Upset mother Thanks for your reply. What I find odd is they've been giving us both a hard time about possession and distribution of images which is what they want to charge him with. Now that doesn't seem to big issue to them it's what's been said in this chat between adults (i understsnd their concerns trust me, its disgusting whats been said). It feels really odd to have the heat taken off of the images and the focus put on the chat though after 8 months of them proper digging into me and him. I know what was said and I literally gave myself a headache smacking my head going omg you are an absolute idiot just why!SOOO many times.
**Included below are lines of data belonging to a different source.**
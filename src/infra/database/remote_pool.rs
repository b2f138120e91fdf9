// MySQL connection pool with health checks and an explicit retry policy

use super::resilience::with_timeout;
use super::{DatabaseError, PoolSettings, RemoteSettings, RetryPolicy};
use sqlx::mysql::{MySql, MySqlConnectOptions, MySqlPool, MySqlPoolOptions, MySqlSslMode};
use sqlx::pool::PoolConnection;
use std::time::Duration;

/// Prepared statements cached per connection.
const STATEMENT_CACHE_CAPACITY: usize = 250;

pub struct RemotePool {
    pool: MySqlPool,
    target: String,
    acquire_timeout: Duration,
    retry: RetryPolicy,
}

impl RemotePool {
    /// Build the pool without touching the network. Connections are opened on
    /// first checkout and the pool then keeps `min_connections` warm.
    pub fn connect_lazy(
        settings: &RemoteSettings,
        limits: PoolSettings,
        acquire_timeout: Duration,
        retry: RetryPolicy,
    ) -> Self {
        let options = MySqlConnectOptions::new()
            .host(&settings.host)
            .port(settings.port)
            .database(&settings.database)
            .username(&settings.user)
            .password(&settings.password)
            .ssl_mode(MySqlSslMode::Disabled)
            .charset("utf8mb4")
            .statement_cache_capacity(STATEMENT_CACHE_CAPACITY);

        // Checked-out connections are pinged first so sockets dropped by the
        // server are replaced instead of handed to a caller.
        let pool = MySqlPoolOptions::new()
            .max_connections(limits.max_connections)
            .min_connections(limits.min_connections)
            .acquire_timeout(acquire_timeout)
            .test_before_acquire(true)
            .connect_lazy_with(options);

        let target = settings.target();
        tracing::info!(
            server = %target,
            max_connections = limits.max_connections,
            min_connections = limits.min_connections,
            "Configured MySQL pool"
        );

        Self {
            pool,
            target,
            acquire_timeout,
            retry,
        }
    }

    /// Check out a connection, retrying transient failures per the policy.
    ///
    /// Retries share one `acquire_timeout` budget; a caller never waits longer.
    pub async fn acquire(&self) -> Result<PoolConnection<MySql>, DatabaseError> {
        let attempts = async {
            self.retry
                .run(
                    "acquire MySQL connection",
                    || self.pool.acquire(),
                    is_transient,
                )
                .await
                .map_err(|source| match source {
                    sqlx::Error::PoolClosed => DatabaseError::Closed,
                    source => DatabaseError::Connection {
                        target: self.target.clone(),
                        source,
                    },
                })
        };

        with_timeout("acquire MySQL connection", self.acquire_timeout, attempts).await
    }

    /// Stop handing out connections and wait for checked-out ones to come back.
    pub async fn close(&self) {
        if self.pool.is_closed() {
            return;
        }
        tracing::info!(
            server = %self.target,
            open_connections = self.pool.size(),
            "Closing MySQL pool"
        );
        self.pool.close().await;
    }
}

/// Failures worth another attempt: dropped sockets and crashed workers.
///
/// `PoolTimedOut` is final. The pool already retried connects until its own
/// deadline, which is the whole budget.
fn is_transient(err: &sqlx::Error) -> bool {
    matches!(err, sqlx::Error::Io(_) | sqlx::Error::WorkerCrashed)
}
I can only really match it to what trolls do, they feed off each other saying worse and worse things to get some weird hit from it. Doesn't make it right at all. It will mean getting back to living together is ging to be an even harder road. Showing he isn't a high risk of harming our daughter isn't going to be an easy path now.



We have had this plan in place since March. It was the plan since day one but it was made official in March. I really don't like talking to SS. I still now have chest pains, and I do just want to curl up and ignore the world. Which I honestly would do if I didn't have a child. They're 1 so they don't understand what's going on. What makes me sad is we have had a beavement in the family so she has seen her dad daily for two weeks and seeing how happy this has made her really, really hurts because it's only temporary while he is on bereavement leave.